----- Records provided

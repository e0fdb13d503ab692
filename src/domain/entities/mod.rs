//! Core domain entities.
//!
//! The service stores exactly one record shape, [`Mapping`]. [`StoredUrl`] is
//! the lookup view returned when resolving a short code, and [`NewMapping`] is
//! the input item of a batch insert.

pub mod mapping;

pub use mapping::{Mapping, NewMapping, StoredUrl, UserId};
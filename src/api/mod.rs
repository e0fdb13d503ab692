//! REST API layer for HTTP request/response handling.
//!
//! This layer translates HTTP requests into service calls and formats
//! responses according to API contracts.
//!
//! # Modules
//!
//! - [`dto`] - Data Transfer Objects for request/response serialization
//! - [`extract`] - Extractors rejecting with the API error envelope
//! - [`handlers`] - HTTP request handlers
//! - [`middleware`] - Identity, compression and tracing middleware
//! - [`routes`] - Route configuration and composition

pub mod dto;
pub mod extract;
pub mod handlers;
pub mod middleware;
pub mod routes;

----------
----- Records provided

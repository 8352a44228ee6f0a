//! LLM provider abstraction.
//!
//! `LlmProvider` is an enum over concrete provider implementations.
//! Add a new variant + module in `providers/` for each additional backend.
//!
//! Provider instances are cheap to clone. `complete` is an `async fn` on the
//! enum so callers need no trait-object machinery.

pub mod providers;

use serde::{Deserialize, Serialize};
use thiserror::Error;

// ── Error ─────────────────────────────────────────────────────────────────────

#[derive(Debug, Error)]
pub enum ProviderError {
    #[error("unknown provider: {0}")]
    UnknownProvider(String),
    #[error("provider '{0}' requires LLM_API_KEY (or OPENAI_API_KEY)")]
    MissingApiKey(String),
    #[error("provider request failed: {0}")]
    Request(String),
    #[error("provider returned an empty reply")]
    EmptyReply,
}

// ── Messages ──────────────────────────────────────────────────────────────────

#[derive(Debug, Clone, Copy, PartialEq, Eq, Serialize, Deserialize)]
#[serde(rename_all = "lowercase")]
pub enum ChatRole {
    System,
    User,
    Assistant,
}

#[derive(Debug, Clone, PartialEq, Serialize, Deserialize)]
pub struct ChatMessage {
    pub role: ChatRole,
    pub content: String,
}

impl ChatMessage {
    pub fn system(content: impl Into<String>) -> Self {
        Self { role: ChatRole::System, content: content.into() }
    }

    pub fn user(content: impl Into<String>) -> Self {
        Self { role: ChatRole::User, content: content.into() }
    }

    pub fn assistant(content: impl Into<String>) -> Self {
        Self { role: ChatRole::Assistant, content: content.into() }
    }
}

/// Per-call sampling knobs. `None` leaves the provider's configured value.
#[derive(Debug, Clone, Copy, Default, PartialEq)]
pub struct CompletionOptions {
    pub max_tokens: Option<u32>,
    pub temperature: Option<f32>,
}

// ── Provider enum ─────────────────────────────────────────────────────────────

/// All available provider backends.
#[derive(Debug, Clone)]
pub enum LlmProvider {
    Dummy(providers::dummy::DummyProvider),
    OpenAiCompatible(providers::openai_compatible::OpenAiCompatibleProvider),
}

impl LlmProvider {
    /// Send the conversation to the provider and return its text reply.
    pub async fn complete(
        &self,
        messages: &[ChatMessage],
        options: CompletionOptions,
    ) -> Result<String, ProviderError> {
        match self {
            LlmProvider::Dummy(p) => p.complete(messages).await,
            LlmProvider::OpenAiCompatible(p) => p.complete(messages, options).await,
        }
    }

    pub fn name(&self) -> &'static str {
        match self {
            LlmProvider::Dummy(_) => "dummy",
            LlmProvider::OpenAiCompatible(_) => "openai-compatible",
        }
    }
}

----------

Activity: From the records above, transcribe exactly the run of lines that opens with the line holding "filename src/domain/entities/mod.rs" and closes with the line holding "filename src/api/mod.rs", both included.

Output for this exercise:
filename src/domain/entities/mod.rs
//! Core domain entities.
//!
//! The service stores exactly one record shape, [`Mapping`]. [`StoredUrl`] is
//! the lookup view returned when resolving a short code, and [`NewMapping`] is
//! the input item of a batch insert.

pub mod mapping;

pub use mapping::{Mapping, NewMapping, StoredUrl, UserId};
filename src/api/mod.rs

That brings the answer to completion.